In rural Indiana, where the nearest legitimate grocery store could be 20 miles away, a car symbolizes the ultimate liberation. At 21, my mother didn’t have a license because the summer of her junior year when her school offered driver’s ed, she worked picking strawberries. Living in a single-wide with two kids under age 3 and a husband on the night shift, she decided it was time to learn. Dad taught her to drive a stick shift in a ’64 Impala and my 6-month-old brother surely suffered from mild whiplash as his tiny, weak neck snapped back and forth. However, my mom turned out to be an excellent driver. One night several years later, she unexpectedly stopped at a dark railroad crossing. Out of nowhere roared a train, which had she not braked, would have surely killed us. I later learned she’d had a premonition and had been praying.

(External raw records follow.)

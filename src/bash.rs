//! Bash Environment
//!
//! Main entry point for the bash shell environment.
//! Ties together the parser, interpreter, and filesystem.

use std::collections::{HashMap, HashSet};
use std::sync::Arc;

use crate::commands::{CommandRegistry, FetchFn};
use crate::fs::{FileSystem, FsError, InMemoryFs, MkdirOptions};
use crate::interpreter::types::{ExecResult, ExecutionLimits, InterpreterState};
use crate::interpreter::helpers::shellopts::{build_shellopts, build_bashopts};
use crate::network::{create_secure_fetch_fn, NetworkConfig};

/// Options for creating a Bash environment.
#[derive(Default)]
pub struct BashOptions {
    /// Environment variables
    pub env: Option<HashMap<String, String>>,
    /// Working directory
    pub cwd: Option<String>,
    /// File system instance (defaults to InMemoryFs)
    pub fs: Option<Arc<dyn FileSystem>>,
    /// Execution limits
    pub limits: Option<ExecutionLimits>,
    /// Preprocess scripts to replace HTML entities (`&amp;&amp;`, …)
    /// appearing outside single quotes with their ASCII equivalents, a
    /// concession to LLM-generated script text. Off by default.
    pub unescape_html: bool,
    /// External-command registry consulted during command resolution
    /// (spec step 5, between builtins and VFS PATH search). Defaults to
    /// `commands::create_default_registry()` when not supplied.
    pub commands: Option<CommandRegistry>,
    /// Raw HTTP transport for `curl`/`fetch`-style commands. `None` (the
    /// default) means every network command fails closed — this crate
    /// never makes real network calls on its own. When set, every call is
    /// wrapped with `network::create_secure_fetch_fn` using `network_config`
    /// before it reaches `CommandContext::fetch_fn`, so commands can never
    /// see the raw transport directly.
    pub fetch_fn: Option<FetchFn>,
    /// Allow-list and method/redirect policy enforced around `fetch_fn`.
    /// Defaults to fully closed (empty allow-list, `dangerously_allow_full_internet_access: false`).
    pub network_config: Option<NetworkConfig>,
}

/// Per-execution options.
pub struct ExecOptions {
    /// Temporary environment variables
    pub env: Option<HashMap<String, String>>,
    /// Temporary working directory
    pub cwd: Option<String>,
    /// Skip script normalization
    pub raw_script: bool,
}

/// The main Bash shell environment.
pub struct Bash {
    pub fs: Arc<dyn FileSystem>,
    limits: ExecutionLimits,
    state: InterpreterState,
    /// Snapshot of `state` right after construction, restored by `reset()`.
    initial_state: InterpreterState,
    unescape_html: bool,
    commands: Arc<CommandRegistry>,
    fetch_fn: Option<FetchFn>,
}

impl Bash {
    /// Create a new Bash environment.
    pub async fn new(options: BashOptions) -> Self {
        let use_default_layout = options.cwd.is_none();
        let cwd = options.cwd.unwrap_or_else(|| "/home/user".to_string());

        let fs: Arc<dyn FileSystem> = options.fs.unwrap_or_else(|| {
            Arc::new(InMemoryFs::new())
        });

        let limits = options.limits.unwrap_or_default();
        let unescape_html = options.unescape_html;
        let commands = Arc::new(
            options.commands.unwrap_or_else(crate::commands::create_default_registry),
        );
        let fetch_fn = options
            .fetch_fn
            .map(|raw| create_secure_fetch_fn(options.network_config.unwrap_or_default(), raw));

        // Build default environment
        let mut env = HashMap::new();
        env.insert("HOME".to_string(), if use_default_layout { "/home/user" } else { "/" }.to_string());
        env.insert("PATH".to_string(), "/usr/bin:/bin".to_string());
        env.insert("IFS".to_string(), " \t\n".to_string());
        env.insert("OSTYPE".to_string(), "linux-gnu".to_string());
        env.insert("MACHTYPE".to_string(), "x86_64-pc-linux-gnu".to_string());
        env.insert("HOSTTYPE".to_string(), "x86_64".to_string());
        env.insert("HOSTNAME".to_string(), "localhost".to_string());
        env.insert("PWD".to_string(), cwd.clone());
        env.insert("OLDPWD".to_string(), cwd.clone());
        env.insert("OPTIND".to_string(), "1".to_string());

        // Merge user-provided env
        let user_env_keys: Vec<String>;
        if let Some(user_env) = options.env {
            user_env_keys = user_env.keys().cloned().collect();
            env.extend(user_env);
        } else {
            user_env_keys = Vec::new();
        }

        // Build exported vars set
        let mut exported = HashSet::new();
        exported.insert("HOME".to_string());
        exported.insert("PATH".to_string());
        exported.insert("PWD".to_string());
        exported.insert("OLDPWD".to_string());
        for key in &user_env_keys {
            exported.insert(key.clone());
        }

        let mut state = InterpreterState::default();
        state.env = env;
        state.cwd = cwd.clone();
        state.previous_dir = if use_default_layout { "/home/user".to_string() } else { "/".to_string() };
        state.exported_vars = Some(exported);
        state.readonly_vars = Some(["SHELLOPTS".to_string(), "BASHOPTS".to_string()].into_iter().collect());

        // Set SHELLOPTS and BASHOPTS
        let shellopts = build_shellopts(&state.options);
        let bashopts = build_bashopts(&state.shopt_options);
        state.env.insert("SHELLOPTS".to_string(), shellopts);
        state.env.insert("BASHOPTS".to_string(), bashopts);

        // Initialize filesystem
        init_filesystem(&*fs, use_default_layout).await;

        // Ensure cwd exists
        let _ = fs.mkdir(&cwd, &MkdirOptions { recursive: true }).await;

        let initial_state = state.clone();
        Self { fs, limits, state, initial_state, unescape_html, commands, fetch_fn }
    }

    /// Reset the interpreter state to the values it had right after construction.
    /// Does not touch the filesystem.
    pub fn reset(&mut self) {
        self.state = self.initial_state.clone();
    }

    /// Execute a bash script synchronously.
    ///
    /// Convenience wrapper around `exec()` that works whether or not a tokio
    /// runtime is already driving the current thread.
    pub fn run(&mut self, script: &str, options: Option<ExecOptions>) -> ExecResult {
        match tokio::runtime::Handle::try_current() {
            Ok(handle) => tokio::task::block_in_place(|| handle.block_on(self.exec(script, options))),
            Err(_) => {
                let rt = tokio::runtime::Runtime::new().expect("failed to start tokio runtime");
                rt.block_on(self.exec(script, options))
            }
        }
    }

    /// Execute a bash script.
    pub async fn exec(&mut self, script: &str, options: Option<ExecOptions>) -> ExecResult {
        if let Some(ref opts) = options {
            if let Some(ref env) = opts.env {
                self.state.env.extend(env.clone());
            }
            if let Some(ref cwd) = opts.cwd {
                self.state.cwd = cwd.clone();
                self.state.env.insert("PWD".to_string(), cwd.clone());
            }
        }

        if self.state.call_depth == 0 {
            self.state.command_count = 0;
        }

        self.state.command_count += 1;
        if self.state.command_count > self.limits.max_command_count {
            return ExecResult::new(
                String::new(),
                format!(
                    "bash: maximum command count ({}) exceeded (possible infinite loop)\n",
                    self.limits.max_command_count
                ),
                1,
            );
        }

        let trimmed = script.trim();
        if trimmed.is_empty() {
            return ExecResult::ok();
        }

        let script = if self.unescape_html {
            crate::parser::unescape_html_entities(script)
        } else {
            script.to_string()
        };

        // Normalize script (strip leading whitespace, preserve heredocs)
        let normalized = if options.as_ref().map_or(false, |o| o.raw_script) {
            script
        } else {
            normalize_script(&script)
        };

        // Parse the script
        match crate::parser::parse(&normalized) {
            Ok(ast) => {
                // Execute AST via interpreter
                let fs = self.fs.clone();
                let limits = self.limits.clone();
                let commands = self.commands.clone();
                let fetch_fn = self.fetch_fn.clone();
                let state = &mut self.state;

                // Use block_in_place to bridge async context with sync execution engine
                tokio::task::block_in_place(|| {
                    let handle = tokio::runtime::Handle::current();
                    let sync_fs = crate::interpreter::sync_fs_adapter::SyncFsAdapter::new(fs.clone(), handle.clone());
                    let bridge = crate::interpreter::execution_engine::CommandBridge {
                        registry: commands.as_ref(),
                        fs,
                        handle,
                        fetch_fn,
                    };
                    let engine = crate::interpreter::ExecutionEngine::with_commands(&limits, &sync_fs, bridge);

                    match engine.execute_script(state, &ast) {
                        Ok(result) => result,
                        Err(crate::interpreter::InterpreterError::Exit(e)) => {
                            ExecResult::new(e.stdout, e.stderr, e.exit_code)
                        }
                        Err(crate::interpreter::InterpreterError::ExecutionLimit(e)) => {
                            ExecResult::new(e.stdout, e.stderr, 126)
                        }
                        Err(e) => {
                            ExecResult::new(String::new(), format!("{}\n", e), 1)
                        }
                    }
                })
            }
            Err(e) => {
                let msg = e.to_string();
                ExecResult::new(String::new(), format!("bash: syntax error: {}\n", msg), 2)
            }
        }
    }

    /// Read a file relative to cwd.
    pub async fn read_file(&self, path: &str) -> Result<String, FsError> {
        let resolved = self.fs.resolve_path(&self.state.cwd, path);
        self.fs.read_file(&resolved).await
    }

    /// Write a file relative to cwd.
    pub async fn write_file(&self, path: &str, content: &str) -> Result<(), FsError> {
        let resolved = self.fs.resolve_path(&self.state.cwd, path);
        self.fs.write_file(&resolved, content.as_bytes()).await
    }

    /// Get current working directory.
    pub fn get_cwd(&self) -> &str {
        &self.state.cwd
    }

    /// Get environment variables.
    pub fn get_env(&self) -> &HashMap<String, String> {
        &self.state.env
    }
}

/// Initialize the filesystem with standard directories and device files.
async fn init_filesystem(fs: &dyn FileSystem, use_default_layout: bool) {
    let _ = fs.mkdir("/bin", &MkdirOptions { recursive: true }).await;
    let _ = fs.mkdir("/usr/bin", &MkdirOptions { recursive: true }).await;

    if use_default_layout {
        let _ = fs.mkdir("/home/user", &MkdirOptions { recursive: true }).await;
        let _ = fs.mkdir("/tmp", &MkdirOptions { recursive: true }).await;
    }

    // /dev files
    let _ = fs.mkdir("/dev", &MkdirOptions { recursive: true }).await;
    let _ = fs.write_file("/dev/null", b"").await;
    let _ = fs.write_file("/dev/zero", b"").await;
    let _ = fs.write_file("/dev/stdin", b"").await;
    let _ = fs.write_file("/dev/stdout", b"").await;
    let _ = fs.write_file("/dev/stderr", b"").await;

    // /proc files
    let _ = fs.mkdir("/proc/self/fd", &MkdirOptions { recursive: true }).await;
    let _ = fs.write_file("/proc/version", b"Linux version 6.1.0-just-bash\n").await;
    let _ = fs.write_file("/proc/self/exe", b"/bin/bash").await;
    let _ = fs.write_file("/proc/self/cmdline", b"bash\0").await;
    let _ = fs.write_file("/proc/self/comm", b"bash\n").await;
    let _ = fs.write_file("/proc/self/fd/0", b"/dev/stdin").await;
    let _ = fs.write_file("/proc/self/fd/1", b"/dev/stdout").await;
    let _ = fs.write_file("/proc/self/fd/2", b"/dev/stderr").await;
}

/// Normalize a script by stripping leading whitespace while preserving heredoc content.
fn normalize_script(script: &str) -> String {
    let lines: Vec<&str> = script.split('\n').collect();
    let mut result = Vec::new();
    let mut pending_delimiters: Vec<(String, bool)> = Vec::new(); // (delimiter, strip_tabs)

    for line in lines {
        if !pending_delimiters.is_empty() {
            let (delim, strip_tabs) = pending_delimiters.last().unwrap();
            let line_to_check = if *strip_tabs {
                line.trim_start_matches('\t')
            } else {
                line
            };
            if line_to_check == delim {
                result.push(line.trim_start());
                pending_delimiters.pop();
                continue;
            }
            // Inside heredoc - preserve exactly
            result.push(line);
            continue;
        }

        // Not inside heredoc - normalize and check for heredoc starts
        let normalized_line = line.trim_start();
        result.push(normalized_line);

        // Check for heredoc operators: <<DELIM, <<-DELIM, <<'DELIM', <<"DELIM"
        let mut chars = normalized_line.chars().peekable();
        while let Some(c) = chars.next() {
            if c == '<' {
                if chars.peek() == Some(&'<') {
                    chars.next();
                    let strip_tabs = chars.peek() == Some(&'-');
                    if strip_tabs {
                        chars.next();
                    }
                    // Skip whitespace
                    while chars.peek() == Some(&' ') || chars.peek() == Some(&'\t') {
                        chars.next();
                    }
                    // Read delimiter (possibly quoted)
                    let quote = match chars.peek() {
                        Some(&'\'') | Some(&'"') => {
                            let q = chars.next().unwrap();
                            Some(q)
                        }
                        _ => None,
                    };
                    let mut delim = String::new();
                    for ch in chars.by_ref() {
                        if let Some(q) = quote {
                            if ch == q {
                                break;
                            }
                        } else if !ch.is_alphanumeric() && ch != '_' && ch != '-' {
                            break;
                        }
                        delim.push(ch);
                    }
                    if !delim.is_empty() {
                        pending_delimiters.push((delim, strip_tabs));
                    }
                }
            }
        }
    }

    result.join("\n")
}

// ============================================================================
// Tests
// ============================================================================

“No man would keep ME from driving a car, forget it! What is this, a Turkish prison? What do you do all day, just sit around watching the %*#$ TV?!”

When Kimmel’s mother made the trip to the college exam, she didn’t know how to drive — all the more astonishing because she would have had to have traveled on bona-fide four-lane highways to get there. Without transportation, Kimmel’s mother’s world extended no farther than Mooreland’s three streets and the fantasy worlds in her science-fiction books and soap operas. The Kimmels’ new neighbor, Bonnie, a tomboy, hussie, perhaps a lesbian, and certainly an ERA supporter, stops by to teach Kimmel’s mother to drive Bonnie’s VW bug; she also offers an expletive-ridden lesson in feminism: “No man would keep ME from driving a car, forget it! What is this, a Turkish prison? What do you do all day, just sit around watching the %*#$ TV?!”

Kimmel’s mother replies demurely before heading out the door: “This is actually a Christian household and we try not to use such language.”

Fuck that. We cussed. Incessantly. And definitely while driving. During Sunday political talk shows it was typical for my parents to bellow “cocksucker” or “motherfucker” at the television, usually when Democrats were on. (As a political aside, Kimmel recalls seeing a John Birch Society sign posted along Highway 36; my parents received the JBS newsletter.) My dad once told me if I wanted sympathy to look between “shit” and “syphilis” in the dictionary. However, my mother is a better cusser than my dad, probably because she’s never worked outside the home.

Over time, Kimmel’s mother loses more than 100 pounds, earns a master’s degree, works as a teacher — and, most importantly, becomes her own woman while her husband fades from the family picture. Although my mother was never as oppressed by my father, she, like many woman of that era, finally came into her own after age 40, if that only means she does what the hell she pleases. And now, if a wounded Hampshire pig wandered into the yard, she could shoot it herself.